> **What to work on**:
What is needed is a copy of each line in the listing that contains "example".

--- Available data ---

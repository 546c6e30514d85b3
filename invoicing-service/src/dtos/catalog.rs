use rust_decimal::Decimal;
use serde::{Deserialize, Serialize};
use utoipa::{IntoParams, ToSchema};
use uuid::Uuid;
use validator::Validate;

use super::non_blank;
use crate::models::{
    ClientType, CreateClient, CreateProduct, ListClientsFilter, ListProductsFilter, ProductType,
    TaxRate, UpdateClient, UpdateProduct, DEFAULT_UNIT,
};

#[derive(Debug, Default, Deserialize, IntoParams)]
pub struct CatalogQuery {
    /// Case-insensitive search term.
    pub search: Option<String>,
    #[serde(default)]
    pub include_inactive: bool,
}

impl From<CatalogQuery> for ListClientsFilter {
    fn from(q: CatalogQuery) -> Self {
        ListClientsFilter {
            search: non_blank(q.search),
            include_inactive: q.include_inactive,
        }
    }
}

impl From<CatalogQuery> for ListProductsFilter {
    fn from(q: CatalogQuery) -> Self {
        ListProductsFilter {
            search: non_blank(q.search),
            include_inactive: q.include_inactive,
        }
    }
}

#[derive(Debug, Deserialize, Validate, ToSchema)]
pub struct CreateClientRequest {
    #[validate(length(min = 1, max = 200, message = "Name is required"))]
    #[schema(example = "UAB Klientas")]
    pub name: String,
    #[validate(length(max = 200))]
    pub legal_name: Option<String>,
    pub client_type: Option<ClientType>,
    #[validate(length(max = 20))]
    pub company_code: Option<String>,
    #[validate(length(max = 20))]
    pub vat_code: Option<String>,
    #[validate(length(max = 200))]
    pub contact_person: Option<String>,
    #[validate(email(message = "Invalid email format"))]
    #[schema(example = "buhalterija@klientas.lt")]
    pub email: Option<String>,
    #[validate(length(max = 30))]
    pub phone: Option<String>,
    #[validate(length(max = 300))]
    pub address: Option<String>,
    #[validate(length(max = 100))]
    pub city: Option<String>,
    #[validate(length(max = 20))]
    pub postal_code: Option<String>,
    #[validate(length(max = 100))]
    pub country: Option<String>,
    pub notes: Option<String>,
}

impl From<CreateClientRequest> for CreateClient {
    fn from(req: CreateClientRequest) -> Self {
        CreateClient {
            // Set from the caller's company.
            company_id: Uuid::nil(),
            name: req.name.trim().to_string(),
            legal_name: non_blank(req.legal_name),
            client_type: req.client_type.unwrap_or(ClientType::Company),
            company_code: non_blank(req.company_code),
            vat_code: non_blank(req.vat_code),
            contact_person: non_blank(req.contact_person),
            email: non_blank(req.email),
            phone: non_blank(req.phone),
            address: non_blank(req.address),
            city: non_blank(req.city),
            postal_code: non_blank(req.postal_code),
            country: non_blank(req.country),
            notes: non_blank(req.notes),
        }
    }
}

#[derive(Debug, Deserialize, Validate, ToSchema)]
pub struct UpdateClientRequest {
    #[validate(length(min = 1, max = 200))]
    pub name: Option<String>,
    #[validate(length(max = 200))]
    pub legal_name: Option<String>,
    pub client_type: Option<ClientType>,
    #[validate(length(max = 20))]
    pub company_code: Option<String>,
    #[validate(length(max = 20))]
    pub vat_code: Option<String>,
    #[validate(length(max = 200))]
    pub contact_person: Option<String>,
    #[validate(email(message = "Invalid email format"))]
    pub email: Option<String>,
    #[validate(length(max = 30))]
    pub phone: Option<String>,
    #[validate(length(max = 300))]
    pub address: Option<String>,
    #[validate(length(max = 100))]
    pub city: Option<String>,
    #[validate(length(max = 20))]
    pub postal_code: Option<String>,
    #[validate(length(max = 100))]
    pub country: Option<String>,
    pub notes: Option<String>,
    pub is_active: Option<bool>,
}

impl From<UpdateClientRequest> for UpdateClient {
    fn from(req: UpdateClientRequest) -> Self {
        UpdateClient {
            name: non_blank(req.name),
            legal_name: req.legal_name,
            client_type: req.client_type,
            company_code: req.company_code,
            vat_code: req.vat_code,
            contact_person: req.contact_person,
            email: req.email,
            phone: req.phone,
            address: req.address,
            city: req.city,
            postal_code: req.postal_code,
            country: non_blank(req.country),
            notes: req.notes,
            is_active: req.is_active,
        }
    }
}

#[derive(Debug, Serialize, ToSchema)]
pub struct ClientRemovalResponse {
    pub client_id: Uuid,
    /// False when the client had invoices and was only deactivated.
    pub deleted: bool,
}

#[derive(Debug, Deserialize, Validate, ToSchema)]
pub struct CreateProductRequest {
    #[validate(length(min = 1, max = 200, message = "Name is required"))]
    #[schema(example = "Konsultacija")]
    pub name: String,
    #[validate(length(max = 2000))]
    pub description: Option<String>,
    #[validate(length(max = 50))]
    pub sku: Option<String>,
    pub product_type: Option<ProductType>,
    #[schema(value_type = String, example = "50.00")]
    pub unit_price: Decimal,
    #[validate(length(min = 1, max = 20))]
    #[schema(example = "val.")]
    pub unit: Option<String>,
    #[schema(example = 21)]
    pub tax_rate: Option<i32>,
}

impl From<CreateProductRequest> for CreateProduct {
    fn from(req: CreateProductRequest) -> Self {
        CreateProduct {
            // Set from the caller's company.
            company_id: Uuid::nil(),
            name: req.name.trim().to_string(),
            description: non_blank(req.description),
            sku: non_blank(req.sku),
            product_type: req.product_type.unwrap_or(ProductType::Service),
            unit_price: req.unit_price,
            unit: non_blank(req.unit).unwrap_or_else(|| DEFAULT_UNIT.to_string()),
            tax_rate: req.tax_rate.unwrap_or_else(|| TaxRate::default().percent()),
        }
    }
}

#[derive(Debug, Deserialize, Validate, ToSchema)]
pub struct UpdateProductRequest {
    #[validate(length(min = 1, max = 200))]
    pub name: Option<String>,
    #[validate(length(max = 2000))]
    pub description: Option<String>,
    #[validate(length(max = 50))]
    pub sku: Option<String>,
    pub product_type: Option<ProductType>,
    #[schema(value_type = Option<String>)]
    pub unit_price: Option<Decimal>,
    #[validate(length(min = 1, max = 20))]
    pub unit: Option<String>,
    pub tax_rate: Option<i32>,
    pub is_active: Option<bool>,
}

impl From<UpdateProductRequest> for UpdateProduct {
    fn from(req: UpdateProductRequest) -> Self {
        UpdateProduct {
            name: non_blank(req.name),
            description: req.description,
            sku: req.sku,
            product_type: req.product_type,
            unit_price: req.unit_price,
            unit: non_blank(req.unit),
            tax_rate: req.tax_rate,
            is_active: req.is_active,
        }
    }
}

---

> **Task result**:
    #[schema(example = "UAB Klientas")]
    #[schema(example = "buhalterija@klientas.lt")]
    #[schema(example = "Konsultacija")]
    #[schema(value_type = String, example = "50.00")]
    #[schema(example = "val.")]
    #[schema(example = 21)]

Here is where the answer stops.